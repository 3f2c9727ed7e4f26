//! Probability density functions over directions.
//!
//! The integrator draws its next bounce from a [`Pdf`] and divides by the
//! density of the drawn direction.

use std::f64::consts::PI;

use rand::RngCore;
use strata_math::sampling::{gen_f64, random_cosine_direction};
use strata_math::{Onb, Vec3};

use crate::hittable::Hittable;

/// A density over directions that can also be sampled.
pub trait Pdf {
    /// Density of `direction` per unit solid angle. Never negative.
    fn value(&self, direction: Vec3) -> f64;

    /// Draw a direction distributed according to this density.
    fn generate(&self, rng: &mut dyn RngCore) -> Vec3;
}

/// Cosine-weighted hemisphere around a normal.
#[derive(Debug, Clone, Copy)]
pub struct CosinePdf {
    uvw: Onb,
}

impl CosinePdf {
    pub fn new(w: Vec3) -> Self {
        Self { uvw: Onb::from_w(w) }
    }
}

impl Pdf for CosinePdf {
    fn value(&self, direction: Vec3) -> f64 {
        let cosine = direction.normalize_or_zero().dot(self.uvw.w);
        cosine.max(0.0) / PI
    }

    fn generate(&self, rng: &mut dyn RngCore) -> Vec3 {
        self.uvw.local(random_cosine_direction(rng))
    }
}

/// Directions from `origin` towards a hittable, usually the light set.
pub struct HittablePdf<'a> {
    origin: Vec3,
    target: &'a dyn Hittable,
}

impl<'a> HittablePdf<'a> {
    pub fn new(target: &'a dyn Hittable, origin: Vec3) -> Self {
        Self { origin, target }
    }
}

impl Pdf for HittablePdf<'_> {
    fn value(&self, direction: Vec3) -> f64 {
        self.target.pdf_value(self.origin, direction).max(0.0)
    }

    fn generate(&self, rng: &mut dyn RngCore) -> Vec3 {
        self.target.random(self.origin, rng)
    }
}

/// Equal-weight blend of two densities.
pub struct MixturePdf<'a> {
    pdfs: [&'a dyn Pdf; 2],
}

impl<'a> MixturePdf<'a> {
    pub fn new(p0: &'a dyn Pdf, p1: &'a dyn Pdf) -> Self {
        Self { pdfs: [p0, p1] }
    }
}

impl Pdf for MixturePdf<'_> {
    fn value(&self, direction: Vec3) -> f64 {
        0.5 * self.pdfs[0].value(direction) + 0.5 * self.pdfs[1].value(direction)
    }

    fn generate(&self, rng: &mut dyn RngCore) -> Vec3 {
        if gen_f64(rng) < 0.5 {
            self.pdfs[0].generate(rng)
        } else {
            self.pdfs[1].generate(rng)
        }
    }
}

/// Lobe mixture used by the PBR material.
///
/// A normalised Phong lobe around the mirror direction mixed with a cosine
/// lobe around the shading normal. The lobe weights follow the material's
/// own branch probabilities: metalness first, then Fresnel reflectance.
#[derive(Debug, Clone, Copy)]
pub struct PbrPdf {
    normal: Onb,
    reflected: Onb,
    exponent: f64,
    specular_weight: f64,
}

impl PbrPdf {
    /// `reflected` is the mirror direction, `roughness` in [0, 1].
    pub fn new(
        normal: Vec3,
        reflected: Vec3,
        roughness: f64,
        metalness: f64,
        reflectance: f64,
    ) -> Self {
        let metalness = metalness.clamp(0.0, 1.0);
        let reflectance = reflectance.clamp(0.0, 1.0);
        Self {
            normal: Onb::from_w(normal),
            reflected: Onb::from_w(reflected),
            exponent: phong_exponent(roughness),
            specular_weight: metalness + (1.0 - metalness) * reflectance,
        }
    }

    fn specular_value(&self, direction: Vec3) -> f64 {
        let cos_alpha = direction.dot(self.reflected.w).max(0.0);
        (self.exponent + 1.0) / (2.0 * PI) * cos_alpha.powf(self.exponent)
    }
}

/// Phong exponent matching a GGX-style roughness: `2 / r² - 2`.
pub(crate) fn phong_exponent(roughness: f64) -> f64 {
    let r = roughness.max(0.001);
    (2.0 / (r * r) - 2.0).max(0.0)
}

impl Pdf for PbrPdf {
    fn value(&self, direction: Vec3) -> f64 {
        let direction = direction.normalize_or_zero();
        let cos_normal = direction.dot(self.normal.w);
        if cos_normal <= 0.0 {
            return 0.0;
        }
        let diffuse = cos_normal / PI;
        let specular = self.specular_value(direction);
        self.specular_weight * specular + (1.0 - self.specular_weight) * diffuse
    }

    fn generate(&self, rng: &mut dyn RngCore) -> Vec3 {
        if gen_f64(rng) < self.specular_weight {
            let cos_alpha = gen_f64(rng).powf(1.0 / (self.exponent + 1.0));
            let sin_alpha = (1.0 - cos_alpha * cos_alpha).max(0.0).sqrt();
            let phi = 2.0 * PI * gen_f64(rng);
            self.reflected.local(Vec3::new(
                phi.cos() * sin_alpha,
                phi.sin() * sin_alpha,
                cos_alpha,
            ))
        } else {
            self.normal.local(random_cosine_direction(rng))
        }
    }
}

/// The density a non-specular material hands to the integrator.
#[derive(Debug, Clone, Copy)]
pub enum MaterialPdf {
    Cosine(CosinePdf),
    Pbr(PbrPdf),
}

impl Pdf for MaterialPdf {
    fn value(&self, direction: Vec3) -> f64 {
        match self {
            MaterialPdf::Cosine(pdf) => pdf.value(direction),
            MaterialPdf::Pbr(pdf) => pdf.value(direction),
        }
    }

    fn generate(&self, rng: &mut dyn RngCore) -> Vec3 {
        match self {
            MaterialPdf::Cosine(pdf) => pdf.generate(rng),
            MaterialPdf::Pbr(pdf) => pdf.generate(rng),
        }
    }
}

#[cfg(test)]
mod tests {
    use super::*;
    use crate::{Material, Sphere};
    use rand::rngs::StdRng;
    use rand::SeedableRng;
    use std::sync::Arc;
    use strata_math::sampling::random_unit_vector;
    use strata_math::Color;

    /// Monte Carlo estimate of the integral of `pdf` over the sphere.
    fn integrate(pdf: &dyn Pdf, samples: usize, rng: &mut StdRng) -> f64 {
        let sum: f64 = (0..samples).map(|_| pdf.value(random_unit_vector(rng))).sum();
        4.0 * PI * sum / samples as f64
    }

    fn light_sphere() -> Sphere {
        Sphere::new(
            Vec3::new(0.0, 5.0, 0.0),
            1.0,
            Arc::new(Material::diffuse_light(Color::ONE)),
        )
    }

    #[test]
    fn test_cosine_pdf() {
        let pdf = CosinePdf::new(Vec3::Y);
        assert!((pdf.value(Vec3::Y) - 1.0 / PI).abs() < 1e-12);
        assert_eq!(pdf.value(-Vec3::Y), 0.0);

        let mut rng = StdRng::seed_from_u64(42);
        for _ in 0..1000 {
            let d = pdf.generate(&mut rng);
            assert!(d.y >= 0.0);
            assert!(pdf.value(d) >= 0.0);
        }
        let total = integrate(&pdf, 200_000, &mut rng);
        assert!((total - 1.0).abs() < 0.02, "integral = {}", total);
    }

    #[test]
    fn test_hittable_pdf_delegates() {
        let sphere = light_sphere();
        let pdf = HittablePdf::new(&sphere, Vec3::ZERO);
        let mut rng = StdRng::seed_from_u64(7);

        for _ in 0..100 {
            let d = pdf.generate(&mut rng);
            assert!(d.y > 0.0);
            assert_eq!(pdf.value(d), sphere.pdf_value(Vec3::ZERO, d));
            assert!(pdf.value(d) > 0.0);
        }
        assert_eq!(pdf.value(-Vec3::Y), 0.0);
    }

    #[test]
    fn test_mixture_is_exact_average() {
        let sphere = light_sphere();
        let light = HittablePdf::new(&sphere, Vec3::ZERO);
        let cosine = CosinePdf::new(Vec3::Y);
        let mixture = MixturePdf::new(&light, &cosine);
        let mut rng = StdRng::seed_from_u64(11);

        for _ in 0..500 {
            let d = mixture.generate(&mut rng);
            let expected = 0.5 * light.value(d) + 0.5 * cosine.value(d);
            assert_eq!(mixture.value(d), expected);
            assert!(mixture.value(d) >= 0.0);
        }
    }

    #[test]
    fn test_pbr_pdf_non_negative_and_normalised() {
        let normal = Vec3::Y;
        let incoming = Vec3::new(1.0, -1.0, 0.0).normalize();
        let reflected = incoming - 2.0 * incoming.dot(normal) * normal;
        let mut rng = StdRng::seed_from_u64(3);

        for (roughness, metalness) in [(0.2, 0.0), (0.5, 0.5), (0.9, 1.0)] {
            let pdf = PbrPdf::new(normal, reflected, roughness, metalness, 0.04);
            for _ in 0..500 {
                let d = pdf.generate(&mut rng);
                assert!(pdf.value(d) >= 0.0);
            }
            // Lobes that dip below the surface lose mass, never gain it
            let total = integrate(&pdf, 200_000, &mut rng);
            assert!(total <= 1.05, "integral = {} for r={}", total, roughness);
            assert!(total > 0.5, "integral = {} for r={}", total, roughness);
        }
    }

    #[test]
    fn test_phong_exponent() {
        assert_eq!(phong_exponent(1.0), 0.0);
        assert!((phong_exponent(0.5) - 6.0).abs() < 1e-12);
        assert!(phong_exponent(0.0).is_finite());
    }
}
----
● Task to complete
Give the lines again, exactly as they stand, from the beginning of the data through the line with "to this density.".

● Answer section
repository 3f2c9727ed7e4f26
//! Probability density functions over directions.
//!
//! The integrator draws its next bounce from a [`Pdf`] and divides by the
//! density of the drawn direction.

use std::f64::consts::PI;

use rand::RngCore;
use strata_math::sampling::{gen_f64, random_cosine_direction};
use strata_math::{Onb, Vec3};

use crate::hittable::Hittable;

/// A density over directions that can also be sampled.
pub trait Pdf {
    /// Density of `direction` per unit solid angle. Never negative.
    fn value(&self, direction: Vec3) -> f64;

    /// Draw a direction distributed according to this density.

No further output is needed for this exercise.